**What this task involves**
What is the number of lines below that hold "FilteredSource"? Answer with that number only.

*** Begin section ***

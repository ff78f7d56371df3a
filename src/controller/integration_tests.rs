#[cfg(test)]
mod integration_tests {
    use std::collections::VecDeque;
    use std::sync::Arc;

    use chrono::Utc;
    use etherparse::{IpNumber, PacketBuilder};
    use pcap::{BpfProgram, Linktype};
    use tempfile::TempDir;
    use tokio::runtime::Runtime;

    use crate::capture::{CaptureFilter, Packet, PacketSource, SkipReason};
    use crate::controller::{CapturePipeline, PacketOutcome, ShutdownSignal};
    use crate::error_handling::types::CaptureError;
    use crate::fingerprint::client_hello::parse;
    use crate::fingerprint::test_utils::{client_hello_record, HelloShape};
    use crate::fingerprint::{FingerprintDb, FingerprintDispatcher};
    use crate::storage::DatabaseStorage;

    const TEREDO_SRC: [u8; 16] = [
        0x20, 0x01, 0, 0, 0x41, 0x36, 0xe3, 0x78, 0x80, 0, 0x63, 0xbf, 0x3f, 0xff, 0xfd, 0xd2,
    ];
    const V6_DST: [u8; 16] = [0x20, 0x01, 0x0d, 0xb8, 0, 0, 0, 0, 0, 0, 0, 0, 0, 0, 0, 1];

    /// Replays frames through the compiled capture filter, the way the
    /// kernel would before handing them to us.
    struct FilteredSource {
        program: BpfProgram,
        frames: VecDeque<Vec<u8>>,
    }

    impl FilteredSource {
        fn new(frames: Vec<Vec<u8>>) -> Self {
            Self {
                program: CaptureFilter::default().compile(Linktype::ETHERNET).unwrap(),
                frames: frames.into(),
            }
        }
    }

    impl PacketSource for FilteredSource {
        fn next_packet(&mut self) -> Result<Option<Packet>, CaptureError> {
            while let Some(frame) = self.frames.pop_front() {
                if self.program.filter(&frame) {
                    return Ok(Some(Packet::new(frame, Utc::now(), Linktype::ETHERNET)));
                }
            }
            Err(CaptureError::SourceExhausted)
        }
    }

    struct Harness {
        storage: Arc<DatabaseStorage>,
        rt: Runtime,
        _dir: TempDir,
    }

    impl Harness {
        fn new() -> Self {
            let _ = env_logger::builder().is_test(true).try_init();
            let dir = TempDir::new().unwrap();
            let rt = Runtime::new().unwrap();
            let storage = rt.block_on(async {
                let storage = DatabaseStorage::connect(dir.path().join("pipeline.sqlite3"))
                    .await
                    .unwrap();
                storage.init_schema().await.unwrap();
                storage
            });
            Self {
                storage: Arc::new(storage),
                rt,
                _dir: dir,
            }
        }

        fn pipeline(&self, identities: FingerprintDb) -> CapturePipeline {
            CapturePipeline::new(
                FingerprintDispatcher::with_client_hello(Arc::new(identities)),
                Arc::clone(&self.storage),
                self.rt.handle().clone(),
            )
        }

        fn fingerprint_count(&self) -> usize {
            self.rt
                .block_on(self.storage.fingerprint_rows())
                .unwrap()
                .len()
        }
    }

    fn tcp_v4_frame(dst_port: u16, payload: &[u8]) -> Vec<u8> {
        let builder = PacketBuilder::ethernet2([1; 6], [2; 6])
            .ipv4([192, 0, 2, 10], [198, 51, 100, 7], 64)
            .tcp(51234, dst_port, 1, 65535);
        let mut frame = Vec::with_capacity(builder.size(payload.len()));
        builder.write(&mut frame, payload).unwrap();
        frame
    }

    fn inner_ipv6_tcp(payload: &[u8]) -> Vec<u8> {
        let builder = PacketBuilder::ipv6(TEREDO_SRC, V6_DST, 64).tcp(50000, 443, 1, 65535);
        let mut out = Vec::with_capacity(builder.size(payload.len()));
        builder.write(&mut out, payload).unwrap();
        out
    }

    fn teredo_frame(payload: &[u8]) -> Vec<u8> {
        let builder = PacketBuilder::ethernet2([1; 6], [2; 6])
            .ipv4([10, 0, 0, 1], [10, 0, 0, 2], 64)
            .udp(3544, 40000);
        let inner = inner_ipv6_tcp(payload);
        let mut frame = Vec::new();
        builder.write(&mut frame, &inner).unwrap();
        frame
    }

    fn six_in_four_frame(payload: &[u8]) -> Vec<u8> {
        let builder =
            PacketBuilder::ethernet2([1; 6], [2; 6]).ipv4([10, 0, 0, 1], [10, 0, 0, 2], 64);
        let inner = inner_ipv6_tcp(payload);
        let mut frame = Vec::new();
        builder.write(&mut frame, IpNumber(41), &inner).unwrap();
        frame
    }

    #[test]
    fn test_known_client_hello_is_logged_and_stored() {
        let harness = Harness::new();
        let record = client_hello_record(&HelloShape::default());
        let mut identities = FingerprintDb::new();
        identities.insert(parse(&record).unwrap().detail.hash(), "known-client");
        let pipeline = harness.pipeline(identities);

        let mut source = FilteredSource::new(vec![tcp_v4_frame(443, &record)]);
        let packet = source.next_packet().unwrap().unwrap();

        match pipeline.process_packet(&packet) {
            PacketOutcome::Recorded {
                event,
                fingerprint_name,
                rows_written,
            } => {
                assert_eq!(fingerprint_name, "known-client");
                assert_eq!(event.server_name, "example.com");
                assert_eq!(event.event, "log");
                assert_eq!(event.ip_src.to_string(), "192.0.2.10");
                assert_eq!(event.dst_port, 443);
                assert_eq!(rows_written, 1);
            }
            other => panic!("unexpected outcome {:?}", other),
        }

        let rows = harness.rt.block_on(harness.storage.fingerprint_rows()).unwrap();
        assert_eq!(rows.len(), 1);
        assert_eq!(hex::encode(&rows[0].detail.ciphersuite), "13011302c02bc02f");
        assert_eq!(rows[0].packet, packet.data);
    }

    #[test]
    fn test_non_tls_traffic_is_filtered_out() {
        let harness = Harness::new();
        let pipeline = harness.pipeline(FingerprintDb::new());
        let mut source = FilteredSource::new(vec![
            tcp_v4_frame(80, b"GET / HTTP/1.1\r\nHost: example.com\r\n\r\n"),
            tcp_v4_frame(443, b"\x17\x03\x03\x00\x10application-data"),
        ]);

        let stats = pipeline.run(&mut source, &ShutdownSignal::new()).unwrap();

        assert_eq!(stats.packets, 0);
        assert_eq!(harness.fingerprint_count(), 0);
    }

    #[test]
    fn test_unknown_client_hello_still_recorded() {
        let harness = Harness::new();
        let pipeline = harness.pipeline(FingerprintDb::new());
        let shape = HelloShape {
            ciphers: vec![0x0035, 0x002f],
            grease: false,
            ..HelloShape::default()
        };
        let mut source = FilteredSource::new(vec![tcp_v4_frame(8443, &client_hello_record(&shape))]);
        let packet = source.next_packet().unwrap().unwrap();

        match pipeline.process_packet(&packet) {
            PacketOutcome::Recorded {
                fingerprint_name,
                rows_written,
                ..
            } => {
                assert_eq!(fingerprint_name, "");
                assert_eq!(rows_written, 1);
            }
            other => panic!("unexpected outcome {:?}", other),
        }
        assert_eq!(harness.fingerprint_count(), 1);
    }

    #[test]
    fn test_tunneled_hellos_do_not_stop_the_pipeline() {
        let harness = Harness::new();
        let pipeline = harness.pipeline(FingerprintDb::new());
        let record = client_hello_record(&HelloShape::default());

        let mut source = FilteredSource::new(vec![
            teredo_frame(&record),
            // passes the filter, too short to be a hello
            teredo_frame(&record[..12]),
            six_in_four_frame(&record),
            tcp_v4_frame(443, &record),
        ]);

        let stats = pipeline.run(&mut source, &ShutdownSignal::new()).unwrap();

        assert_eq!(stats.packets, 4);
        assert_eq!(stats.recorded, 3);
        assert_eq!(stats.unparseable, 1);
        assert_eq!(harness.fingerprint_count(), 3);
    }

    #[test]
    fn test_undecodable_frame_is_skipped() {
        let harness = Harness::new();
        let pipeline = harness.pipeline(FingerprintDb::new());
        let packet = Packet::new(vec![0xde, 0xad], Utc::now(), Linktype::ETHERNET);

        assert!(matches!(
            pipeline.process_packet(&packet),
            PacketOutcome::Skipped(SkipReason::Malformed(_))
        ));
    }

    #[test]
    fn test_storage_failure_does_not_stop_the_pipeline() {
        let harness = Harness::new();
        let pipeline = harness.pipeline(FingerprintDb::new());
        let frame = tcp_v4_frame(443, &client_hello_record(&HelloShape::default()));

        harness.rt.block_on(async {
            sqlx::query("DROP TABLE fingerprints")
                .execute(harness.storage.pool())
                .await
                .unwrap();
        });
        let mut source = FilteredSource::new(vec![frame.clone()]);
        let stats = pipeline.run(&mut source, &ShutdownSignal::new()).unwrap();
        assert_eq!(stats.recorded, 1);
        assert_eq!(stats.store_failures, 1);

        harness.rt.block_on(harness.storage.init_schema()).unwrap();
        let mut source = FilteredSource::new(vec![frame]);
        let stats = pipeline.run(&mut source, &ShutdownSignal::new()).unwrap();
        assert_eq!(stats.store_failures, 0);
        assert_eq!(harness.fingerprint_count(), 1);
    }

    #[test]
    fn test_shutdown_stops_before_next_read() {
        let harness = Harness::new();
        let pipeline = harness.pipeline(FingerprintDb::new());
        let record = client_hello_record(&HelloShape::default());
        let mut source = FilteredSource::new(vec![tcp_v4_frame(443, &record); 3]);

        let shutdown = ShutdownSignal::new();
        shutdown.trigger();
        let stats = pipeline.run(&mut source, &shutdown).unwrap();

        assert_eq!(stats.packets, 0);
        assert_eq!(source.frames.len(), 3);
    }

    #[test]
    fn test_capture_and_listener_write_concurrently() {
        let harness = Harness::new();
        let record = client_hello_record(&HelloShape::default());
        let frames = vec![tcp_v4_frame(443, &record); 20];
        let pipeline = harness.pipeline(FingerprintDb::new());

        let listener_storage = Arc::clone(&harness.storage);
        let writer = harness.rt.spawn(async move {
            for i in 0..20 {
                listener_storage
                    .insert_connection(&crate::storage::ConnectionRecord {
                        ip: "203.0.113.9".parse().unwrap(),
                        user_agent: format!("agent/{}", i),
                    })
                    .await
                    .unwrap();
            }
        });

        let stats = std::thread::spawn(move || {
            let mut source = FilteredSource::new(frames);
            pipeline.run(&mut source, &ShutdownSignal::new())
        })
        .join()
        .unwrap()
        .unwrap();
        harness.rt.block_on(writer).unwrap();

        assert_eq!(stats.recorded, 20);
        assert_eq!(stats.store_failures, 0);
        assert_eq!(harness.fingerprint_count(), 20);
        let connections = harness.rt.block_on(harness.storage.connection_rows()).unwrap();
        assert_eq!(connections.len(), 20);
    }
}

*** End section ***

**Answer section**
11